Ran that trip a few times in the late 90's out of Cedar Key. A 20' x 8' custom built boat. Seventy-two miles from the marker to north eastern corner. Could only go when all signs pointed towards a good ride. Always had to know when to call it off and settle for 20-40 miles off. Had some great trips, always carried 2 of everything. Without exercising some good seamanship, a forty footer can lead to disaster. Also, I believe it is about 75 miles to NW corner off the marker at Apalachicola.

Learned how to fish back on Hubbard's old boats in the 70's. Full moon in May, June, and July are awesome mango bites. 30mi x 5mi of plenty of 5', 10', 20' ridges/drops. 120' up to 85', then down to 120', then more and more. The SE side drops to 26 and 27 fathom. Some very large Florida lobster out there too.

Bob, good luck in June. With some decent weather, getting 4 RS won't take long, then y'all will work on Mangos, AJ's, scamps, etc. Bet sleeping on the ride in...... will come easy.


----------



## Harbison

Will be in Cedar Key hog hunting next week. 
Experience can lead to great extended trips in a smaller boat. I once had a 20 foot & a 25 footer. Went way offshore. We started in the bays & learned our limitations before venturing out. Having the proper equipment is also very important. We always had a long range radio with us. Best of luck. Would love to hear some reports of your adventures. 
We have been seeing plenty of American reds & gag grouper. All indications point towards a great season. Best! Bob & Dee


----------



## Harbison

"only take a few hours... i used to fillet over 1000 lbs a day by myself with dexter russell knives... we owned a fish house and thats what i did for a living then..."
I love to watch the pros clean fish. People who really know what they are doing are so very good. Now me, that's a different story. I can get the job done, however, we won't even talk about the time involved. 


I too use Dexter Russell knives. In fact, I have a favorite I have been using for years. 
I also use a 'Mister Twister' Saltwater electric fillet knife.
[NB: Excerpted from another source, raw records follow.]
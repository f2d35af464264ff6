//! Detect collisions between a candidate booking and existing bookings.
//!
//! Only definitions for the candidate's car are considered. Two bookings
//! collide on a date when both occur on it and their time ranges overlap
//! according to [`TimeRange::overlaps`](crate::overlap::TimeRange::overlaps).
//!
//! The detector runs in one of two modes:
//!
//! - **edit** (`exclude_id` is `Some`) -- the candidate's start date is the only
//!   date checked, and the definition being edited is ignored;
//! - **create** (`exclude_id` is `None`) -- every date of the candidate's own
//!   series is checked in order, stopping at the first collision.

use chrono::NaiveDate;
use serde::Serialize;
use uuid::Uuid;

use crate::config::UnboundedHorizon;
use crate::expander::RecurrenceDates;
use crate::model::BookingDefinition;

/// The first collision found for a candidate.
#[derive(Debug, Clone, PartialEq, Eq, Serialize)]
pub struct Conflict {
    pub date: NaiveDate,
    /// The existing definition the candidate collides with.
    pub existing_id: Uuid,
    pub overlap_minutes: i64,
}

/// The days a candidate would occupy if accepted.
///
/// Runs from `start_date` to `repeat_until`. A candidate without
/// `repeat_until` covers its start date only.
pub fn candidate_dates(candidate: &BookingDefinition) -> RecurrenceDates {
    let last = candidate.series_end(UnboundedHorizon::StartDateOnly, candidate.start_date);
    RecurrenceDates::new(candidate.recurrence(), candidate.start_date, last)
}

/// Whether `candidate` collides with any of `existing`.
pub fn has_conflict(
    candidate: &BookingDefinition,
    existing: &[BookingDefinition],
    exclude_id: Option<Uuid>,
) -> bool {
    find_conflict(candidate, existing, exclude_id).is_some()
}

/// Find the first collision between `candidate` and `existing`.
///
/// Existing definitions without `repeat_until` are treated as open-ended
/// ([`UnboundedHorizon::ClampToQueryWindow`]).
pub fn find_conflict(
    candidate: &BookingDefinition,
    existing: &[BookingDefinition],
    exclude_id: Option<Uuid>,
) -> Option<Conflict> {
    find_conflict_with_horizon(candidate, existing, exclude_id, UnboundedHorizon::default())
}

/// Find the first collision, resolving open-ended existing definitions with `policy`.
pub fn find_conflict_with_horizon(
    candidate: &BookingDefinition,
    existing: &[BookingDefinition],
    exclude_id: Option<Uuid>,
    policy: UnboundedHorizon,
) -> Option<Conflict> {
    let others: Vec<&BookingDefinition> = existing
        .iter()
        .filter(|d| d.resource_id == candidate.resource_id && Some(d.id) != exclude_id)
        .collect();

    if others.is_empty() {
        return None;
    }

    let range = candidate.time_range();
    let conflict_on = |date: NaiveDate| {
        others
            .iter()
            .find(|d| d.occurs_on(date, policy) && d.time_range().overlaps(&range))
            .map(|d| Conflict {
                date,
                existing_id: d.id,
                overlap_minutes: d.time_range().overlap_minutes(&range),
            })
    };

    match exclude_id {
        Some(_) => conflict_on(candidate.start_date),
        None => candidate_dates(candidate).find_map(conflict_on),
    }
}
Bob


----------



## BILL MONEY

i would were out a dexter 9" boning knife ever couple months... i cleaned on average 1000#s hole weight of triggers a day.. then another 300 + of snapper grouper or aj to make fill our orders to restaurants... you are not allowed to use electric in a fish house because they cost you about 5-10 percent yeild depending on the fish... my yeild on triggers was 30 -35% boneless depending on the size .. snapper was around 45 % or more also depending on the size... 5 % x 1000 is an addition 5 # per hundred.. 50 on the thousand at $8 a pound... thats per day... it adds up quick... lol my uncle would have made me work for free if i had cost him that... lol


----------



## Harbison

BILL MONEY: Thanks for adding so much to this thread. I never realized that about electric knives, but it stands to reason. You simply do not have the 'feel!' 
Those darn trigger fish are one of the hardest I have ever tried top clean. 
This forum is a very valuable learning tool. Thank you BIG MONEY and so many others who are so willing to share their knowledge. We all have something to contribute, and something to learn. Bob


----------